[Record excerpts — start]
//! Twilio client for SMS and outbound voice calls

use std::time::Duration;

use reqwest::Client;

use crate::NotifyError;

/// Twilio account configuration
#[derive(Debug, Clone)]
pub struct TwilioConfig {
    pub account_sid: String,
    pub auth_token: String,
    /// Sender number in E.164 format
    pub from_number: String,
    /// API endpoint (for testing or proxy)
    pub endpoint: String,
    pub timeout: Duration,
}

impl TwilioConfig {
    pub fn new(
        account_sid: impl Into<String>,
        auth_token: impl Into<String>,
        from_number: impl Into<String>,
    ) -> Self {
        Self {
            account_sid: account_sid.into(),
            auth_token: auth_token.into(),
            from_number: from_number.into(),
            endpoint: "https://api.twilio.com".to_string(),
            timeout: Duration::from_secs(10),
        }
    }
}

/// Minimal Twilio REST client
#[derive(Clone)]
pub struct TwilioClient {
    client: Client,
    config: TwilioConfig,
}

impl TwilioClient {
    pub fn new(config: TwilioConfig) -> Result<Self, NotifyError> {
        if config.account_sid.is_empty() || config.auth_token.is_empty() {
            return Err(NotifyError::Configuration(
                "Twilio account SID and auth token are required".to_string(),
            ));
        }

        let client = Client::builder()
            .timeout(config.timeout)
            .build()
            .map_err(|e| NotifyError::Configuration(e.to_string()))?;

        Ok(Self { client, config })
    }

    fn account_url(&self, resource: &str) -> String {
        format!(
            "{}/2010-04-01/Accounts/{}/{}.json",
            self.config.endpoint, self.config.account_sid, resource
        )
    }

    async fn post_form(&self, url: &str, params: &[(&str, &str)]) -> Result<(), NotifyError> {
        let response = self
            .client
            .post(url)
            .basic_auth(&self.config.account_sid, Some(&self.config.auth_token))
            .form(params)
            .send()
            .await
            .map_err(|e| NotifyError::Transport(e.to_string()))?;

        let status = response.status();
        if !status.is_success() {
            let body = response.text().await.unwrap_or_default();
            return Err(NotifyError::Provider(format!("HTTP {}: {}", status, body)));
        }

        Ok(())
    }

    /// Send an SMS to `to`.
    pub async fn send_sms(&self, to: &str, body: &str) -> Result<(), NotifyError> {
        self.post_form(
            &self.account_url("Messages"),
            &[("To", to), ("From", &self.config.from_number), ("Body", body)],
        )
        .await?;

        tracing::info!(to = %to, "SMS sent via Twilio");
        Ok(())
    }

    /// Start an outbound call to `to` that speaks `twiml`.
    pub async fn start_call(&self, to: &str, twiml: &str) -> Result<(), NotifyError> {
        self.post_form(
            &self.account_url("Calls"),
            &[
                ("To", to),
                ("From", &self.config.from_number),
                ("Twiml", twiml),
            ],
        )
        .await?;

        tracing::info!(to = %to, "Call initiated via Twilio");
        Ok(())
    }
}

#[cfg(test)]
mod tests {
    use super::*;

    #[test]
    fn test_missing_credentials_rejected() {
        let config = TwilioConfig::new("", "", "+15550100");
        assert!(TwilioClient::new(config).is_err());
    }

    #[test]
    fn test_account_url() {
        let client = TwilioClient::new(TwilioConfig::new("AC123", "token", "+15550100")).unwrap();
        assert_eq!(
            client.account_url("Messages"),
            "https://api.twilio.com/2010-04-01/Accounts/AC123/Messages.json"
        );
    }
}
[Record excerpts — finish]
> What to work on: In full and verbatim, transcribe the data.

> Output for this exercise:
//! Twilio client for SMS and outbound voice calls

use std::time::Duration;

use reqwest::Client;

use crate::NotifyError;

/// Twilio account configuration
#[derive(Debug, Clone)]
pub struct TwilioConfig {
    pub account_sid: String,
    pub auth_token: String,
    /// Sender number in E.164 format
    pub from_number: String,
    /// API endpoint (for testing or proxy)
    pub endpoint: String,
    pub timeout: Duration,
}

impl TwilioConfig {
    pub fn new(
        account_sid: impl Into<String>,
        auth_token: impl Into<String>,
        from_number: impl Into<String>,
    ) -> Self {
        Self {
            account_sid: account_sid.into(),
            auth_token: auth_token.into(),
            from_number: from_number.into(),
            endpoint: "https://api.twilio.com".to_string(),
            timeout: Duration::from_secs(10),
        }
    }
}

/// Minimal Twilio REST client
#[derive(Clone)]
pub struct TwilioClient {
    client: Client,
    config: TwilioConfig,
}

impl TwilioClient {
    pub fn new(config: TwilioConfig) -> Result<Self, NotifyError> {
        if config.account_sid.is_empty() || config.auth_token.is_empty() {
            return Err(NotifyError::Configuration(
                "Twilio account SID and auth token are required".to_string(),
            ));
        }

        let client = Client::builder()
            .timeout(config.timeout)
            .build()
            .map_err(|e| NotifyError::Configuration(e.to_string()))?;

        Ok(Self { client, config })
    }

    fn account_url(&self, resource: &str) -> String {
        format!(
            "{}/2010-04-01/Accounts/{}/{}.json",
            self.config.endpoint, self.config.account_sid, resource
        )
    }

    async fn post_form(&self, url: &str, params: &[(&str, &str)]) -> Result<(), NotifyError> {
        let response = self
            .client
            .post(url)
            .basic_auth(&self.config.account_sid, Some(&self.config.auth_token))
            .form(params)
            .send()
            .await
            .map_err(|e| NotifyError::Transport(e.to_string()))?;

        let status = response.status();
        if !status.is_success() {
            let body = response.text().await.unwrap_or_default();
            return Err(NotifyError::Provider(format!("HTTP {}: {}", status, body)));
        }

        Ok(())
    }

    /// Send an SMS to `to`.
    pub async fn send_sms(&self, to: &str, body: &str) -> Result<(), NotifyError> {
        self.post_form(
            &self.account_url("Messages"),
            &[("To", to), ("From", &self.config.from_number), ("Body", body)],
        )
        .await?;

        tracing::info!(to = %to, "SMS sent via Twilio");
        Ok(())
    }

    /// Start an outbound call to `to` that speaks `twiml`.
    pub async fn start_call(&self, to: &str, twiml: &str) -> Result<(), NotifyError> {
        self.post_form(
            &self.account_url("Calls"),
            &[
                ("To", to),
                ("From", &self.config.from_number),
                ("Twiml", twiml),
            ],
        )
        .await?;

        tracing::info!(to = %to, "Call initiated via Twilio");
        Ok(())
    }
}

#[cfg(test)]
mod tests {
    use super::*;

    #[test]
    fn test_missing_credentials_rejected() {
        let config = TwilioConfig::new("", "", "+15550100");
        assert!(TwilioClient::new(config).is_err());
    }

    #[test]
    fn test_account_url() {
        let client = TwilioClient::new(TwilioConfig::new("AC123", "token", "+15550100")).unwrap();
        assert_eq!(
            client.account_url("Messages"),
            "https://api.twilio.com/2010-04-01/Accounts/AC123/Messages.json"
        );
    }
}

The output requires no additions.